The Cancer Society estimates there are up to 65,000 new cases of non-melanoma skin cancer occurring annually in New Zealand, with the most common being basal cell carcinoma.

Aldara has been used as a self--applied treatment for anogenital warts in New Zealand since 1998 and is currently not funded by PHARMAC.


Aldara Clinical Trials In two controlled clinical trials, 364 patients with sBCC were treated with Aldara or placebo for six weeks. The trials showed that there was a clearance rate of up to 82 percent for patients treated with Aldara cream, compared to only three percent with the placebo1.

In these studies, the most frequently reported adverse reactions were local skin reactions, including flaking/scaling, induration, oedema, erythema, scabbing/crusting, erosion, and itching and burning at the application site. These local skin reactions generally decrease in intensity or resolve after cessation of Aldara Cream therapy. Overall, only two percent of patients discontinued therapy due to local skin/application-site reactions.

For actinic keratosis, 436 patients with multiple lesions were treated with Aldara or placebo for 16 weeks. While 45 percent of the patients treated with Aldara cream achieved complete clearance of all lesions, only three percent in the placebo group showed signs of clearance. Moreover, most patients experienced clearance of 75 percent of the skin lesions in the treated area2.

The most frequently reported adverse reactions were local skin reactions, including erythema, flaking/scaling/dryness, scabbing/crusting, oedema, erosion/ulceration, weeping/exudates, and itching/ burning at the application site. Only 2 percent of patients reported pain at the lesion site. While 16% of patients had a rest period during treatment, only 2 percent discontinued treatment due to local skin or application--site reactions.

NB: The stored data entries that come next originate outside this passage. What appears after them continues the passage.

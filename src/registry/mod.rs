//! Device discovery across platforms, merged with the persisted alias table.

pub mod store;

pub use store::{default_alias, AliasStore, DeviceRecord};

use crate::config::Config;
use crate::device::{
    AndroidPlatform, DeviceInfo, DevicePlatform, IosPlatform, Platform, ToolStatus,
};
use crate::error::{MirrorError, Result};
use crate::mirror::window::WindowSignaller;
use futures_util::future::join_all;
use serde::Serialize;
use std::collections::HashSet;
use std::sync::Arc;
use tracing::{info, warn};

/// One row of the device listing.
#[derive(Debug, Clone, Serialize)]
pub struct DeviceEntry {
    #[serde(flatten)]
    pub record: DeviceRecord,
    pub connected: bool,
    /// Filled in by whoever knows about sessions.
    pub active: bool,
}

/// Tool availability of one enabled platform.
#[derive(Debug, Clone, Serialize)]
pub struct PlatformDependencies {
    pub platform: Platform,
    /// Every required tool resolves.
    pub ready: bool,
    pub tools: Vec<ToolStatus>,
}

pub struct DeviceRegistry {
    backends: Vec<Arc<dyn DevicePlatform>>,
    store: AliasStore,
}

impl DeviceRegistry {
    pub fn new(backends: Vec<Arc<dyn DevicePlatform>>, store: AliasStore) -> Self {
        Self { backends, store }
    }

    /// Registry with the enabled real toolchains.
    pub fn from_config(config: &Config) -> Self {
        let timeout = config.command_timeout();
        let mut backends: Vec<Arc<dyn DevicePlatform>> = Vec::new();
        if config.android.enabled {
            backends.push(Arc::new(AndroidPlatform::new(
                &config.android,
                timeout,
                config.screenshots_path(),
                WindowSignaller::new(&config.window, timeout),
            )));
        }
        if config.ios.enabled {
            backends.push(Arc::new(IosPlatform::new(
                &config.ios,
                timeout,
                config.screenshots_path(),
            )));
        }
        Self::new(backends, AliasStore::load(config.alias_path()))
    }

    pub fn backend(&self, platform: Platform) -> Option<Arc<dyn DevicePlatform>> {
        self.backends
            .iter()
            .find(|b| b.platform() == platform)
            .cloned()
    }

    /// Connected devices on every platform. A failing platform tool is
    /// logged and contributes nothing.
    pub async fn list_connected(&self) -> Vec<(Arc<dyn DevicePlatform>, String)> {
        let listings = join_all(self.backends.iter().map(|b| b.list_connected())).await;

        let mut out = Vec::new();
        for (backend, listing) in self.backends.iter().zip(listings) {
            match listing {
                Ok(ids) => out.extend(ids.into_iter().map(|id| (Arc::clone(backend), id))),
                Err(e) => warn!(platform = %backend.platform(), "Device listing failed: {}", e),
            }
        }
        out
    }

    /// The platform that currently lists `device_id`.
    ///
    /// `Ok(None)` when no platform lists it. When every platform tool failed
    /// the first failure is returned instead, so a missing `adb` is not
    /// reported as a missing device.
    pub async fn locate(&self, device_id: &str) -> Result<Option<Arc<dyn DevicePlatform>>> {
        let mut first_error = None;
        let mut any_listed = false;
        for backend in &self.backends {
            match backend.list_connected().await {
                Ok(ids) if ids.iter().any(|id| id == device_id) => {
                    return Ok(Some(Arc::clone(backend)))
                }
                Ok(_) => any_listed = true,
                Err(e) => {
                    warn!(platform = %backend.platform(), "Device listing failed: {}", e);
                    first_error.get_or_insert(e);
                }
            }
        }
        match first_error {
            Some(e) if !any_listed => Err(e),
            _ => Ok(None),
        }
    }

    pub async fn is_connected(&self, device_id: &str) -> bool {
        matches!(self.locate(device_id).await, Ok(Some(_)))
    }

    /// Info for a connected device, `None` when it is not connected.
    pub async fn device_info(&self, device_id: &str) -> Option<DeviceInfo> {
        let backend = self.locate(device_id).await.ok().flatten()?;
        Some(backend.device_info(device_id).await)
    }

    /// Join queried infos against the alias table. Returns the records and
    /// how many ids had never been seen before.
    pub fn merge_with_aliases(&self, infos: &[DeviceInfo]) -> (Vec<DeviceRecord>, usize) {
        let mut new_devices = 0;
        let records = infos
            .iter()
            .map(|info| {
                let (record, new) = self.store.observe(info);
                if new {
                    new_devices += 1;
                    info!(device_id = %record.id, alias = %record.display_alias(), "New device");
                }
                record
            })
            .collect();
        (records, new_devices)
    }

    async fn connected_records(&self) -> (Vec<DeviceRecord>, usize) {
        let connected = self.list_connected().await;
        let infos = join_all(
            connected
                .iter()
                .map(|(backend, id)| backend.device_info(id)),
        )
        .await;
        self.merge_with_aliases(&infos)
    }

    /// Connected devices first, then persisted ones that are not attached.
    pub async fn list_devices(&self) -> Vec<DeviceEntry> {
        let (records, _) = self.connected_records().await;
        let connected_ids: HashSet<String> = records.iter().map(|r| r.id.clone()).collect();

        let mut entries: Vec<DeviceEntry> = records
            .into_iter()
            .map(|record| DeviceEntry {
                record,
                connected: true,
                active: false,
            })
            .collect();
        entries.extend(
            self.store
                .records()
                .into_iter()
                .filter(|r| !connected_ids.contains(&r.id))
                .map(|record| DeviceEntry {
                    record,
                    connected: false,
                    active: false,
                }),
        );
        entries
    }

    /// Re-query every platform; returns the number of newly seen devices.
    pub async fn refresh(&self) -> usize {
        let (records, new_devices) = self.connected_records().await;
        info!(connected = records.len(), new_devices, "Device refresh");
        new_devices
    }

    pub fn dependencies(&self) -> Vec<PlatformDependencies> {
        self.backends
            .iter()
            .map(|backend| {
                let tools = backend.check_dependencies();
                PlatformDependencies {
                    platform: backend.platform(),
                    ready: tools.iter().all(|t| t.optional || t.found()),
                    tools,
                }
            })
            .collect()
    }

    /// Rename a device that is persisted or currently connected.
    pub async fn set_alias(&self, device_id: &str, alias: &str) -> Result<DeviceRecord> {
        let alias = alias.trim();
        if alias.is_empty() {
            return Err(MirrorError::InvalidPayload("alias must not be empty".to_string()));
        }

        let info = match self.store.get(device_id) {
            Some(_) => None,
            None => self.device_info(device_id).await,
        };
        let record = self.store.set_alias(device_id, alias, info.as_ref())?;
        info!(device_id, alias, "Alias updated");
        Ok(record)
    }
}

About Superficial Basal Cell Carcinoma

According to the New Zealand Cancer Society3, up to 65,000 new cases of nonmelanoma skin cancer occur in NZ each year. Basal cell carcinoma (BCC) affects an estimated 45,000 New Zealanders each year, and there are four types of BCC comprised of superficial, nodular, pigmented, ulcerating or sclerosing types.

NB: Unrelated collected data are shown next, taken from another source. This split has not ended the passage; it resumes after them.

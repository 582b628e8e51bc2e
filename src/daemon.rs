//! Background control daemon
//!
//! Loopback-only WebSocket server hosting the one session manager. Every
//! client request is a JSON text frame answered by a JSON reply; mirroring
//! children live as long as the daemon does.

use crate::config::Config;
use crate::platform;
use crate::protocol::{ControlRequest, Reply};
use crate::service::ControlService;
use futures_util::{SinkExt, StreamExt};
use std::net::{Ipv4Addr, SocketAddr};
use std::path::{Path, PathBuf};
use std::sync::Arc;
use tokio::net::{TcpListener, TcpStream};
use tokio_tungstenite::{
    accept_async_with_config,
    tungstenite::{protocol::WebSocketConfig, Message},
};

/// Requests are small; anything bigger is not ours.
const MAX_MESSAGE_BYTES: usize = 1024 * 1024;

/// The two files through which a running daemon advertises itself to
/// clients: its pid and the port it listens on.
struct DaemonFiles {
    pid: PathBuf,
    port: PathBuf,
}

impl DaemonFiles {
    fn in_dir(dir: &Path) -> Self {
        Self {
            pid: dir.join("daemon.pid"),
            port: dir.join("daemon.port"),
        }
    }

    fn located() -> Self {
        Self::in_dir(&platform::config_dir())
    }

    fn publish(&self, port: u16) -> std::io::Result<()> {
        if let Some(parent) = self.pid.parent() {
            std::fs::create_dir_all(parent)?;
        }
        std::fs::write(&self.pid, std::process::id().to_string())?;
        std::fs::write(&self.port, port.to_string())
    }

    fn withdraw(&self) {
        let _ = std::fs::remove_file(&self.pid);
        let _ = std::fs::remove_file(&self.port);
    }

    /// Pid of a live daemon. A daemon killed without cleanup leaves its files
    /// behind; they are withdrawn here so no client dials its port.
    fn live_pid(&self) -> Option<u32> {
        let recorded = read_number::<u32>(&self.pid);
        match recorded {
            Some(pid) if platform::is_process_alive(pid) => Some(pid),
            Some(pid) => {
                tracing::info!(pid, "Daemon is gone, removing its pid and port files");
                self.withdraw();
                None
            }
            None => {
                if self.port.exists() {
                    tracing::info!("Port file without a daemon pid, removing it");
                    self.withdraw();
                }
                None
            }
        }
    }

    fn live_port(&self) -> Option<u16> {
        self.live_pid()?;
        read_number(&self.port)
    }
}

fn read_number<T: std::str::FromStr>(path: &Path) -> Option<T> {
    std::fs::read_to_string(path).ok()?.trim().parse().ok()
}

/// Port of the running daemon.
pub fn get_port() -> Option<u16> {
    DaemonFiles::located().live_port()
}

/// Pid of the running daemon.
pub fn get_pid() -> Option<u32> {
    DaemonFiles::located().live_pid()
}

type SharedService = Arc<ControlService>;

/// Start the daemon (blocking until Ctrl+C or SIGTERM)
pub async fn run(config: Config, port: u16) -> std::io::Result<()> {
    let listener = TcpListener::bind((Ipv4Addr::LOCALHOST, port)).await?;
    let port = listener.local_addr()?.port();

    let files = DaemonFiles::located();
    files.publish(port)?;

    let service: SharedService = Arc::new(ControlService::from_config(&config));
    tracing::info!(port, "Control daemon listening on 127.0.0.1");

    #[cfg(unix)]
    run_server_loop_unix(listener, service.clone()).await;

    #[cfg(not(unix))]
    run_server_loop_ctrlc_only(listener, service.clone()).await;

    let stopped = service.shutdown().await;
    tracing::info!(stopped, "Daemon stopped");

    files.withdraw();
    Ok(())
}

/// Server loop with Unix signal handling (SIGTERM + Ctrl+C)
#[cfg(unix)]
async fn run_server_loop_unix(listener: TcpListener, service: SharedService) {
    use tokio::signal::unix::{signal, SignalKind};

    let mut sigterm = match signal(SignalKind::terminate()) {
        Ok(sigterm) => sigterm,
        Err(e) => {
            tracing::warn!(
                "Failed to set up SIGTERM handler: {}. Only Ctrl+C will work for shutdown.",
                e
            );
            run_server_loop_ctrlc_only(listener, service).await;
            return;
        }
    };

    loop {
        tokio::select! {
            result = listener.accept() => {
                if let Ok((stream, addr)) = result {
                    tokio::spawn(serve_client(stream, addr, service.clone()));
                }
            }
            _ = tokio::signal::ctrl_c() => {
                tracing::info!("Daemon shutting down (Ctrl+C)");
                break;
            }
            _ = sigterm.recv() => {
                tracing::info!("Daemon shutting down (SIGTERM)");
                break;
            }
        }
    }
}

/// Server loop with Ctrl+C only (fallback or non-Unix)
async fn run_server_loop_ctrlc_only(listener: TcpListener, service: SharedService) {
    loop {
        tokio::select! {
            result = listener.accept() => {
                if let Ok((stream, addr)) = result {
                    tokio::spawn(serve_client(stream, addr, service.clone()));
                }
            }
            _ = tokio::signal::ctrl_c() => {
                tracing::info!("Daemon shutting down (Ctrl+C)");
                break;
            }
        }
    }
}

async fn serve_client(stream: TcpStream, addr: SocketAddr, service: SharedService) {
    if let Err(e) = handle_connection(stream, addr, service).await {
        tracing::debug!(%addr, "Client connection ended with error: {}", e);
    }
}

/// Answer requests on one connection until the client goes away
async fn handle_connection(
    stream: TcpStream,
    addr: SocketAddr,
    service: SharedService,
) -> Result<(), Box<dyn std::error::Error + Send + Sync>> {
    if !addr.ip().is_loopback() {
        tracing::warn!("Rejecting non-loopback client: {}", addr);
        return Ok(());
    }

    let ws_config = WebSocketConfig {
        max_message_size: Some(MAX_MESSAGE_BYTES),
        max_frame_size: Some(MAX_MESSAGE_BYTES),
        ..Default::default()
    };
    let ws = accept_async_with_config(stream, Some(ws_config)).await?;
    let (mut tx, mut rx) = ws.split();
    tracing::debug!("Client connected: {}", addr);

    while let Some(msg) = rx.next().await {
        match msg? {
            Message::Text(text) => {
                let reply = dispatch(&service, &text).await;
                tx.send(Message::Text(serde_json::to_string(&reply)?)).await?;
            }
            Message::Ping(data) => tx.send(Message::Pong(data)).await?,
            Message::Close(_) => break,
            _ => {}
        }
    }

    tracing::debug!("Client disconnected: {}", addr);
    Ok(())
}

async fn dispatch(service: &ControlService, text: &str) -> Reply {
    match serde_json::from_str::<ControlRequest>(text) {
        Ok(request) => {
            tracing::debug!(?request, "Control request");
            service.handle(request).await
        }
        Err(e) => Reply {
            success: false,
            message: format!("Malformed request: {}", e),
            error_kind: Some("invalid_payload".to_string()),
            data: None,
        },
    }
}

Individuals with fair skin, blond or red hair and blue or green eyes, and those living in sunny climates are at the greatest risk for developing sBCC. Usually, sBCC develops on sun--exposed areas of the body. Superficial BCC can appear as red, finely wrinkled, scaly patches that occasionally have a fine, pearly border.

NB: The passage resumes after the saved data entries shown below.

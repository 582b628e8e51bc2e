//! Request-level operations over the registry and the session manager.
//!
//! Everything returns a [`Reply`]; no error escapes to the transport.

use crate::config::Config;
use crate::device::MirrorOptions;
use crate::mirror::{SessionInfo, SessionManager};
use crate::protocol::{ControlRequest, Reply};
use crate::registry::DeviceRegistry;
use serde::Serialize;
use serde_json::{json, Value};
use std::sync::Arc;

/// Connection and session state of one device.
#[derive(Debug, Clone, Serialize)]
pub struct DeviceStatus {
    pub device_id: String,
    pub connected: bool,
    pub active: bool,
    #[serde(skip_serializing_if = "Option::is_none")]
    pub session: Option<SessionInfo>,
}

pub struct ControlService {
    registry: Arc<DeviceRegistry>,
    manager: SessionManager,
}

impl ControlService {
    pub fn new(registry: Arc<DeviceRegistry>, manager: SessionManager) -> Self {
        Self { registry, manager }
    }

    pub fn from_config(config: &Config) -> Self {
        let registry = Arc::new(DeviceRegistry::from_config(config));
        let manager = SessionManager::new(Arc::clone(&registry), config.log_path());
        Self::new(registry, manager)
    }

    pub async fn handle(&self, request: ControlRequest) -> Reply {
        match request {
            ControlRequest::Devices => self.devices().await,
            ControlRequest::Refresh => self.refresh().await,
            ControlRequest::Connect { device_id, options } => {
                self.connect(&device_id, options).await
            }
            ControlRequest::Disconnect { device_id } => self.disconnect(&device_id).await,
            ControlRequest::Action {
                device_id,
                action,
                payload,
            } => self.action(&device_id, &action, payload.as_ref()).await,
            ControlRequest::Status { device_id } => self.status(&device_id).await,
            ControlRequest::Alias { device_id, alias } => self.alias(&device_id, &alias).await,
            ControlRequest::Sessions => self.sessions().await,
            ControlRequest::Dependencies => self.dependencies(),
            ControlRequest::Ping => Reply::ok("pong"),
        }
    }

    pub async fn devices(&self) -> Reply {
        let mut entries = self.registry.list_devices().await;
        for entry in &mut entries {
            entry.active = self.manager.is_active(&entry.record.id).await;
        }
        Reply::ok(format!("{} device(s)", entries.len())).with_data(&entries)
    }

    pub async fn refresh(&self) -> Reply {
        let new_devices = self.registry.refresh().await;
        Reply::ok(format!("{} new device(s)", new_devices))
            .with_data(&json!({ "new_devices": new_devices }))
    }

    pub async fn connect(&self, device_id: &str, options: MirrorOptions) -> Reply {
        match self.manager.start(device_id, options).await {
            Ok(info) => Reply::ok(format!("Mirroring started for {}", device_id)).with_data(&info),
            Err(e) => Reply::error(&e),
        }
    }

    pub async fn disconnect(&self, device_id: &str) -> Reply {
        let outcome = self.manager.stop(device_id).await;
        Reply::ok(outcome.describe())
    }

    pub async fn action(&self, device_id: &str, action: &str, payload: Option<&Value>) -> Reply {
        match self.manager.execute_action(device_id, action, payload).await {
            Ok(outcome) => Reply::ok(outcome.message.clone()).with_data(&outcome),
            Err(e) => Reply::error(&e),
        }
    }

    pub async fn device_status(&self, device_id: &str) -> DeviceStatus {
        let session = self.manager.session(device_id).await;
        DeviceStatus {
            device_id: device_id.to_string(),
            connected: self.registry.is_connected(device_id).await,
            active: session.is_some(),
            session,
        }
    }

    pub async fn status(&self, device_id: &str) -> Reply {
        let status = self.device_status(device_id).await;
        let message = match (status.connected, status.active) {
            (true, true) => "connected, mirroring",
            (true, false) => "connected",
            (false, true) => "disconnected, mirroring",
            (false, false) => "disconnected",
        };
        Reply::ok(message).with_data(&status)
    }

    pub async fn alias(&self, device_id: &str, alias: &str) -> Reply {
        match self.registry.set_alias(device_id, alias).await {
            Ok(record) => Reply::ok(format!("Alias set to {}", record.display_alias())).with_data(&record),
            Err(e) => Reply::error(&e),
        }
    }

    pub async fn sessions(&self) -> Reply {
        let sessions = self.manager.sessions().await;
        Reply::ok(format!("{} active session(s)", sessions.len())).with_data(&sessions)
    }

    pub fn dependencies(&self) -> Reply {
        let report = self.registry.dependencies();
        let missing: Vec<&str> = report
            .iter()
            .flat_map(|p| p.tools.iter())
            .filter(|t| !t.found())
            .map(|t| t.tool.as_str())
            .collect();
        let message = if missing.is_empty() {
            "All tools found".to_string()
        } else {
            format!("Missing: {}", missing.join(", "))
        };
        Reply::ok(message).with_data(&report)
    }

    /// Stop every session; used on daemon shutdown.
    pub async fn shutdown(&self) -> usize {
        self.manager.shutdown_all().await
    }
}

#[cfg(all(test, unix))]
mod tests {
    use super::*;
    use crate::device::fake::FakePlatform;
    use crate::device::{DevicePlatform, Platform};
    use crate::registry::AliasStore;
    use tempfile::TempDir;

    fn service(temp: &TempDir, android: Arc<FakePlatform>) -> ControlService {
        let registry = Arc::new(DeviceRegistry::new(
            vec![android as Arc<dyn DevicePlatform>],
            AliasStore::load(temp.path().join("devices.json")),
        ));
        let manager = SessionManager::new(Arc::clone(&registry), temp.path().join("logs"));
        ControlService::new(registry, manager)
    }

    #[tokio::test]
    async fn disconnected_device_keeps_mirroring() {
        let temp = TempDir::new().unwrap();
        let android = Arc::new(FakePlatform::new(Platform::Android, &["SN1"]));
        let service = service(&temp, android.clone());

        assert!(service.connect("SN1", MirrorOptions::default()).await.success);
        android.set_connected(&[]);

        let status = service.device_status("SN1").await;
        assert!(!status.connected);
        assert!(status.active);

        let reply = service.devices().await;
        let data = reply.data.unwrap();
        assert_eq!(data[0]["id"], "SN1");
        assert_eq!(data[0]["connected"], false);
        assert_eq!(data[0]["active"], true);

        service.shutdown().await;
    }

    #[tokio::test]
    async fn failures_become_envelopes() {
        let temp = TempDir::new().unwrap();
        let service = service(&temp, Arc::new(FakePlatform::new(Platform::Android, &["SN1"])));

        let reply = service.action("SN1", "mirror_screen_off", None).await;
        assert!(!reply.success);
        assert_eq!(reply.error_kind.as_deref(), Some("no_active_session"));

        let reply = service.connect("SN9", MirrorOptions::default()).await;
        assert_eq!(reply.error_kind.as_deref(), Some("not_connected"));
    }

    #[tokio::test]
    async fn disconnect_twice_succeeds() {
        let temp = TempDir::new().unwrap();
        let service = service(&temp, Arc::new(FakePlatform::new(Platform::Android, &["SN1"])));
        service.connect("SN1", MirrorOptions::default()).await;

        assert!(service.disconnect("SN1").await.success);
        let second = service.disconnect("SN1").await;
        assert!(second.success);
        assert_eq!(second.message, "No mirroring session was running");
    }

    #[tokio::test]
    async fn dispatches_requests() {
        let temp = TempDir::new().unwrap();
        let service = service(&temp, Arc::new(FakePlatform::new(Platform::Android, &["SN1"])));

        let reply = service.handle(ControlRequest::Refresh).await;
        assert_eq!(reply.data.unwrap()["new_devices"], 1);

        let reply = service
            .handle(ControlRequest::Alias {
                device_id: "SN1".into(),
                alias: "Bench".into(),
            })
            .await;
        assert!(reply.success);
        assert_eq!(reply.data.unwrap()["alias"], "Bench");

        let reply = service.handle(ControlRequest::Sessions).await;
        assert_eq!(reply.data.unwrap(), json!([]));

        let reply = service.handle(ControlRequest::Dependencies).await;
        assert!(reply.success);
        assert_eq!(reply.message, "All tools found");
        let data = reply.data.unwrap();
        assert_eq!(data[0]["platform"], "android");
        assert_eq!(data[0]["ready"], true);
        assert_eq!(data[0]["tools"][0]["path"], "/bin/sh");
    }
}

Common treatments for sBCC include surgical excision, cryosurgery (freezing), curettage (scraping) and electrodesiccation (burning).

About Actinic Keratosis

Actinic keratosis appears as rough, red, scaly patches, or crusts on the skin. AK lesions usually measure less than 6 mm in diameter and more than 80 percent of lesions occur on the upper limbs, head and neck. Individuals with fair skin, light hair and light--colored eyes are at greatest risk for AK. Because AK is caused by cumulative sun exposure, it can take years to develop. The condition usually appears first in older people, although cases are becoming more common in people in their 40s.

Common AK treatments include cryotherapy (freezing), excisional surgery, electrodesiccation (burning) and curettage, lasers, topical chemotherapy and photodynamic therapy.

About 3M 3M is a diversified, international company based in St Paul, Minnesota, with healthcare businesses consisting of more than 10,000 pharmaceutical, medical, surgical, consumer and home healthcare, and dental products. 3M is committed to supplying reliable products and services that make a difference in the practice, delivery and outcomes of healthcare. TM trademark AldaraTM is manufactured by 3M Health Care in Loughborough, United Kingdom. For further information about 3M Pharmaceuticals, please visit http://www.mmm.com/pharma

1Geisse J. et al. Imiquimod 5% cream for the treatment of superficial basal cell carcinoma: Results from two phase III, randomized, vehicle--controlled studies. J Am Acad Dermatol 2004;50:722--33. 2Lebwohl M. Imiquimod 5% cream for the treatment of actinic keratosis: Results from two phase III, randomised, double--blind, parallel group, vehicle controlled trials. J Am Acad Dermatol 2004; 50: 714--721. 3O'Dea, D. The Costs of Skin Cancer to New Zealand -- A report to The Cancer Society of New Zealand and The Health Sponsorship Council. 2000.